Seperti halnya kisah Nabi Yunus Alaihissalam ketika berada di dalam perut ikan paus, Nabi Sulaiman Alaihissalam dengan burung Hud-Hud, juga kisah Nabi Yusuf Alaihissalam dengan saudara-saudaranya. Demikian pula kisah Nabi Musa Alaihissalam dengan Khidir, dan kisah-kisah lainnya.

Begitu juga anak harus didekatkan dengan Rasulullah Shallallahu 'alaihi wa sallam. Dari sirah beliau ini, kita dapat memetik banyak pelajaran, sejak beliau masih di dalam kandungan, kemudian bapak beliau meninggal, sehingga beliau lahir dalam keadaan yatim, dan seterusnya. Banyak pula peristiwa-peristiwa besar yang beliau lewati, sehingga membawa perubahan besar bagi umat manusia. Begitu juga dengan kisah-kisah yang beliau tuturkan dalam hadits-hadist yang shahih. Sebab Allah Subhanahu wa Ta'ala berfirman.

لَقَدْ كَانَ لَكُمْ فِي رَسُولِ اللَّهِ أُسْوَةٌ حَسَنَةٌ لِمَنْ كَانَ يَرْجُو اللَّهَ وَالْيَوْمَ الْآخِرَ وَذَكَرَ اللَّهَ كَثِيرًا

"Sesungguhnya telah ada pada (diri) Rasulullah itu suri teladan yang baik bagimu (yaitu) bagi orang yang mengharap (rahmat) Allah dan (kedatangan) hari Kiamat dan dia banyak menyebut Allah" [Al-Ahzab/33:21].

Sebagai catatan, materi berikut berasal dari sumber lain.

use ed25519_dalek::Signer as _;
use k256::ecdsa::SigningKey;
use wallet_utils::hash::{keccak256, sha256d};

use crate::error::WalletError;
use crate::hd_derivation::{derive_hdnode_from_path, HdNode};
use crate::types::Curve;

/// Digest applied to the message before secp256k1 signing.
#[derive(Debug, Clone, Copy, PartialEq, Eq)]
pub enum MessageDigest {
    Keccak256,
    Sha256d,
}

impl MessageDigest {
    pub fn digest(self, message: &[u8]) -> [u8; 32] {
        match self {
            MessageDigest::Keccak256 => keccak256(message),
            MessageDigest::Sha256d => sha256d(message),
        }
    }
}

#[derive(Debug, Clone, Copy, PartialEq, Eq)]
pub enum Signature {
    /// Low-S `r || s` plus the public key recovery id.
    Ecdsa { rs: [u8; 64], recovery_id: u8 },
    Ed25519([u8; 64]),
}

impl Signature {
    /// `r || s || v` for ECDSA, the raw 64 bytes for ed25519.
    pub fn to_vec(&self) -> Vec<u8> {
        match self {
            Signature::Ecdsa { rs, recovery_id } => {
                let mut out = Vec::with_capacity(65);
                out.extend_from_slice(rs);
                out.push(*recovery_id);
                out
            }
            Signature::Ed25519(sig) => sig.to_vec(),
        }
    }
}

/// Derives the key at `path` and signs `message`.
///
/// The path must already have passed the derivation policy.
pub fn sign(
    path: &[u32],
    curve: Curve,
    seed: &[u8],
    message: &[u8],
    digest: MessageDigest,
) -> Result<Signature, WalletError> {
    let node = derive_hdnode_from_path(path, curve, seed)?;
    sign_with_node(&node, message, digest)
}

/// Signs `message` with the private key of an already derived node.
///
/// secp256k1 signs `digest(message)` with RFC 6979 nonces; ed25519 signs the
/// message itself and ignores `digest`.
pub fn sign_with_node(
    node: &HdNode,
    message: &[u8],
    digest: MessageDigest,
) -> Result<Signature, WalletError> {
    let private_key = node.private_key();

    match node.curve() {
        Curve::Secp256k1 => {
            let signing_key = SigningKey::from_slice(private_key.as_bytes())
                .map_err(|e| WalletError::SigningFailed(e.to_string()))?;
            let prehash = digest.digest(message);
            let (signature, recovery_id) = signing_key
                .sign_prehash_recoverable(&prehash)
                .map_err(|e| WalletError::SigningFailed(e.to_string()))?;
            let mut rs = [0u8; 64];
            rs.copy_from_slice(&signature.to_bytes());
            Ok(Signature::Ecdsa {
                rs,
                recovery_id: recovery_id.to_byte(),
            })
        }
        Curve::Ed25519 => {
            let signing_key = ed25519_dalek::SigningKey::from_bytes(private_key.as_bytes());
            Ok(Signature::Ed25519(signing_key.sign(message).to_bytes()))
        }
    }
}
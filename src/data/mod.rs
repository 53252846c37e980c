/// Data layer: core types, loading, filtering and the derived numbers.
///
/// Architecture:
/// ```text
///  data.csv / upload.csv
///        │
///        ▼
///   ┌──────────┐
///   │  loader   │  parse CSV → Dataset, coerce OrderDate
///   └──────────┘
///        │
///        ▼
///   ┌──────────┐
///   │  Dataset  │  typed columns, Vec<Record>
///   └──────────┘
///        │
///        ▼
///   ┌──────────┐
///   │  filter   │  date range + column predicates → new Dataset
///   └──────────┘
///        │
///        ├────────────────┐
///        ▼                ▼
///   ┌──────────┐   ┌───────────┐
///   │ metrics   │   │ aggregate  │  chart series
///   └──────────┘   └───────────┘
/// ```

pub mod aggregate;
pub mod error;
pub mod filter;
pub mod loader;
pub mod metrics;
pub mod model;

pub use error::{Error, Result};
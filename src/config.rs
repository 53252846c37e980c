use std::path::{Path, PathBuf};

use chrono::NaiveDate;
use serde::{Deserialize, Serialize};

use crate::data::filter::FilterState;
use crate::data::loader::{load_file, DatePolicy};
use crate::data::model::{Dataset, PRODUCT, TOTAL_PRICE};
use crate::data::{Error, Result};

pub const DEFAULT_DATA_PATH: &str = "data.csv";
pub const DEFAULT_HISTOGRAM_BINS: usize = 20;

// ---------------------------------------------------------------------------
// Data source
// ---------------------------------------------------------------------------

/// Where the dataset comes from.
#[derive(Debug, Clone, Default, PartialEq, Eq, Serialize, Deserialize)]
#[serde(rename_all = "snake_case")]
pub enum DataSource {
    /// The bundled dataset at [`DashboardConfig::default_path`].
    #[default]
    Default,
    /// A user-supplied file; must be a `.csv`.
    Upload(PathBuf),
}

impl DataSource {
    pub fn label(&self) -> &'static str {
        match self {
            DataSource::Default => "Default Dataset",
            DataSource::Upload(_) => "Upload Your Own Dataset",
        }
    }
}

// ---------------------------------------------------------------------------
// Dashboard configuration
// ---------------------------------------------------------------------------

/// Everything a dashboard run depends on. Missing fields take their
/// defaults, so an empty JSON object is a valid configuration.
#[derive(Debug, Clone, PartialEq, Serialize, Deserialize)]
#[serde(default)]
pub struct DashboardConfig {
    pub source: DataSource,
    pub default_path: PathBuf,
    /// Start of the date filter; the dataset's first date when absent.
    pub start: Option<NaiveDate>,
    /// End of the date filter; the dataset's last date when absent.
    pub end: Option<NaiveDate>,
    pub filters: FilterState,
    pub date_policy: DatePolicy,
    /// Numeric column summarised by the metric cards.
    pub metric_column: String,
    /// Column whose non-null values are counted on the first card.
    pub count_column: String,
    /// Scatter axes; the first text / numeric column when absent.
    pub scatter_x: Option<String>,
    pub scatter_y: Option<String>,
    /// Histogram feature; the first text column when absent.
    pub histogram_column: Option<String>,
    pub histogram_bins: usize,
}

impl Default for DashboardConfig {
    fn default() -> Self {
        Self {
            source: DataSource::Default,
            default_path: PathBuf::from(DEFAULT_DATA_PATH),
            start: None,
            end: None,
            filters: FilterState::new(),
            date_policy: DatePolicy::default(),
            metric_column: TOTAL_PRICE.to_string(),
            count_column: PRODUCT.to_string(),
            scatter_x: None,
            scatter_y: None,
            histogram_column: None,
            histogram_bins: DEFAULT_HISTOGRAM_BINS,
        }
    }
}

impl DashboardConfig {
    /// Read a JSON configuration file.
    pub fn from_file(path: &Path) -> Result<Self> {
        let text = std::fs::read_to_string(path).map_err(|e| Error::Io(path.to_path_buf(), e))?;
        let config: DashboardConfig = serde_json::from_str(&text)?;
        config.validate()?;
        Ok(config)
    }

    pub fn validate(&self) -> Result<()> {
        if self.histogram_bins == 0 {
            return Err(Error::InvalidConfig("histogram_bins must be at least 1".to_string()));
        }
        if let (Some(start), Some(end)) = (self.start, self.end) {
            if start > end {
                return Err(Error::InvalidDateRange { start, end });
            }
        }
        Ok(())
    }

    /// Load the dataset named by `source`.
    pub fn load_dataset(&self) -> Result<Dataset> {
        let path = match &self.source {
            DataSource::Default => &self.default_path,
            DataSource::Upload(path) => path,
        };
        log::debug!("loading {} from {}", self.source.label(), path.display());
        load_file(path, self.date_policy)
    }
}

Demikian juga kita bisa menuturkan kepada anak-anak dengan kisah-kisah para sahabat Nabi, sebagaimana yang dipaparkan oleh seorang penyair:

Jika kalian tidak bisa menjadi seperti mereka, (maka) contohlah mereka!
Karena sesungguhnya, meneladani orang-orang mulia, merupakan keutamaan.

Sebagai contoh, kisah yang disebutkan dalam sirah 'Umar bin 'Abdil-'Azis (Juz 1, hlm 23). Yaitu kisah Amirul-Mukminin 'Umar bin Khaththab Radhiyallahu 'anhu dengan seorang wanita. Tatkala Khalifah 'Umar bin Khaththab Radhiyallahu 'anhu memegang tampuk pemerintahan, beliau melarang mencampur susu dengan air.

Awal kisah, pada suatu malam Khalifah 'Umar bin Khaththab Radhiyallahu 'anhu pergi ke daerah pinggiran kota Madinah. Untuk istirahat sejenak, bersandarlah beliau di tembok salah satu rumah. Terdengarlah oleh beliau suara seorang perempuan yang memerintahkan anak perempuannya untuk mencampur susu dengan air. Tetapi anak perempuan yang diperintahkan tersebut menolak dan berkata: "Bagaimana aku hendak mencampurkannya, sedangkan Khalifah 'Umar melarangnya?"

Mendengar jawaban anak perempuannya, maka sang ibu menimpalinya: "Umar tidak akan mengetahui."

Mendengar ucapan tersebut, maka anaknya menjawab lagi: "Kalaupun 'Umar tidak mengetahui, tetapi Rabb-nya pasti mengetahui. Aku tidak akan pernah mau melakukannya. Dia telah melarangnya."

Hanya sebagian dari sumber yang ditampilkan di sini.